-- Dataset content follows --

use leptos::prelude::*;
use leptos_use::use_window_scroll;

use crate::content::Section;
use crate::theme::use_theme;

const SCROLLED_PAST: f64 = 50.0;

#[component]
pub fn Navbar() -> impl IntoView {
    let theme = use_theme();
    let (_, scroll_y) = use_window_scroll();
    let scrolled = move || scroll_y.get() > SCROLLED_PAST;
    let (mobile_open, set_mobile_open) = signal(false);

    let link_class = move || {
        format!(
            "px-4 py-2 rounded-lg text-sm font-medium transition-all duration-300 hover:text-primary {}",
            theme.get().pick("text-gray-300 hover:bg-white/5", "text-gray-600 hover:bg-gray-100")
        )
    };

    view! {
        <nav class=move || {
            format!(
                "fixed top-0 left-0 right-0 z-50 transition-all duration-300 nav-enter {}",
                if scrolled() { "glass shadow-lg shadow-primary/5" } else { "bg-transparent" },
            )
        }>
            <div class="max-w-7xl mx-auto px-4 sm:px-6 lg:px-8">
                <div class="flex items-center justify-between h-16 lg:h-20">
                    <Logo />
                    <div class="hidden md:flex items-center gap-1">
                        {Section::ALL
                            .into_iter()
                            .map(|section| {
                                view! {
                                    <a href=section.anchor() class=link_class>
                                        {section.label()}
                                    </a>
                                }
                            })
                            .collect_view()}
                        <ThemeToggle />
                    </div>
                    <div class="md:hidden flex items-center gap-2">
                        <ThemeToggle />
                        <button
                            class="p-2 rounded-lg text-2xl leading-none"
                            aria-label="Toggle menu"
                            aria-expanded=move || mobile_open.get().to_string()
                            on:click=move |_| set_mobile_open.update(|open| *open = !*open)
                        >
                            {move || if mobile_open.get() { "✕" } else { "☰" }}
                        </button>
                    </div>
                </div>
            </div>
            <Show when=move || mobile_open.get()>
                <div class=move || {
                    format!(
                        "md:hidden glass border-t {}",
                        theme.get().pick("border-white/10", "border-gray-200"),
                    )
                }>
                    <div class="px-4 py-3 space-y-1">
                        {Section::ALL
                            .into_iter()
                            .map(|section| {
                                view! {
                                    <a
                                        href=section.anchor()
                                        on:click=move |_| set_mobile_open.set(false)
                                        class=move || format!("block {}", link_class())
                                    >
                                        {section.label()}
                                    </a>
                                }
                            })
                            .collect_view()}
                    </div>
                </div>
            </Show>
        </nav>
    }
}

#[component]
pub fn Logo() -> impl IntoView {
    let theme = use_theme();
    view! {
        <a href=Section::Home.anchor() class="text-xl lg:text-2xl font-bold font-display">
            <span class="gradient-text">"<Sasi"</span>
            <span class=move || theme.get().pick("text-white", "text-gray-900")>"kumar />"</span>
        </a>
    }
}

#[component]
fn ThemeToggle() -> impl IntoView {
    let theme = use_theme();
    view! {
        <button
            class=move || {
                format!(
                    "ml-2 p-2.5 rounded-xl transition-colors {}",
                    theme
                        .get()
                        .pick(
                            "bg-white/10 text-yellow-400 hover:bg-white/20",
                            "bg-gray-100 text-indigo-600 hover:bg-gray-200",
                        ),
                )
            }
            aria-label="Toggle theme"
            on:click=move |_| theme.toggle()
        >
            {move || if theme.get().is_dark() { "☀" } else { "☾" }}
        </button>
    }
}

-- Dataset content concluded --

Every record above is to be transcribed exactly.

use leptos::prelude::*;
use leptos_use::use_window_scroll;

use crate::content::Section;
use crate::theme::use_theme;

const SCROLLED_PAST: f64 = 50.0;

#[component]
pub fn Navbar() -> impl IntoView {
    let theme = use_theme();
    let (_, scroll_y) = use_window_scroll();
    let scrolled = move || scroll_y.get() > SCROLLED_PAST;
    let (mobile_open, set_mobile_open) = signal(false);

    let link_class = move || {
        format!(
            "px-4 py-2 rounded-lg text-sm font-medium transition-all duration-300 hover:text-primary {}",
            theme.get().pick("text-gray-300 hover:bg-white/5", "text-gray-600 hover:bg-gray-100")
        )
    };

    view! {
        <nav class=move || {
            format!(
                "fixed top-0 left-0 right-0 z-50 transition-all duration-300 nav-enter {}",
                if scrolled() { "glass shadow-lg shadow-primary/5" } else { "bg-transparent" },
            )
        }>
            <div class="max-w-7xl mx-auto px-4 sm:px-6 lg:px-8">
                <div class="flex items-center justify-between h-16 lg:h-20">
                    <Logo />
                    <div class="hidden md:flex items-center gap-1">
                        {Section::ALL
                            .into_iter()
                            .map(|section| {
                                view! {
                                    <a href=section.anchor() class=link_class>
                                        {section.label()}
                                    </a>
                                }
                            })
                            .collect_view()}
                        <ThemeToggle />
                    </div>
                    <div class="md:hidden flex items-center gap-2">
                        <ThemeToggle />
                        <button
                            class="p-2 rounded-lg text-2xl leading-none"
                            aria-label="Toggle menu"
                            aria-expanded=move || mobile_open.get().to_string()
                            on:click=move |_| set_mobile_open.update(|open| *open = !*open)
                        >
                            {move || if mobile_open.get() { "✕" } else { "☰" }}
                        </button>
                    </div>
                </div>
            </div>
            <Show when=move || mobile_open.get()>
                <div class=move || {
                    format!(
                        "md:hidden glass border-t {}",
                        theme.get().pick("border-white/10", "border-gray-200"),
                    )
                }>
                    <div class="px-4 py-3 space-y-1">
                        {Section::ALL
                            .into_iter()
                            .map(|section| {
                                view! {
                                    <a
                                        href=section.anchor()
                                        on:click=move |_| set_mobile_open.set(false)
                                        class=move || format!("block {}", link_class())
                                    >
                                        {section.label()}
                                    </a>
                                }
                            })
                            .collect_view()}
                    </div>
                </div>
            </Show>
        </nav>
    }
}

#[component]
pub fn Logo() -> impl IntoView {
    let theme = use_theme();
    view! {
        <a href=Section::Home.anchor() class="text-xl lg:text-2xl font-bold font-display">
            <span class="gradient-text">"<Sasi"</span>
            <span class=move || theme.get().pick("text-white", "text-gray-900")>"kumar />"</span>
        </a>
    }
}

#[component]
fn ThemeToggle() -> impl IntoView {
    let theme = use_theme();
    view! {
        <button
            class=move || {
                format!(
                    "ml-2 p-2.5 rounded-xl transition-colors {}",
                    theme
                        .get()
                        .pick(
                            "bg-white/10 text-yellow-400 hover:bg-white/20",
                            "bg-gray-100 text-indigo-600 hover:bg-gray-200",
                        ),
                )
            }
            aria-label="Toggle theme"
            on:click=move |_| theme.toggle()
        >
            {move || if theme.get().is_dark() { "☀" } else { "☾" }}
        </button>
    }
}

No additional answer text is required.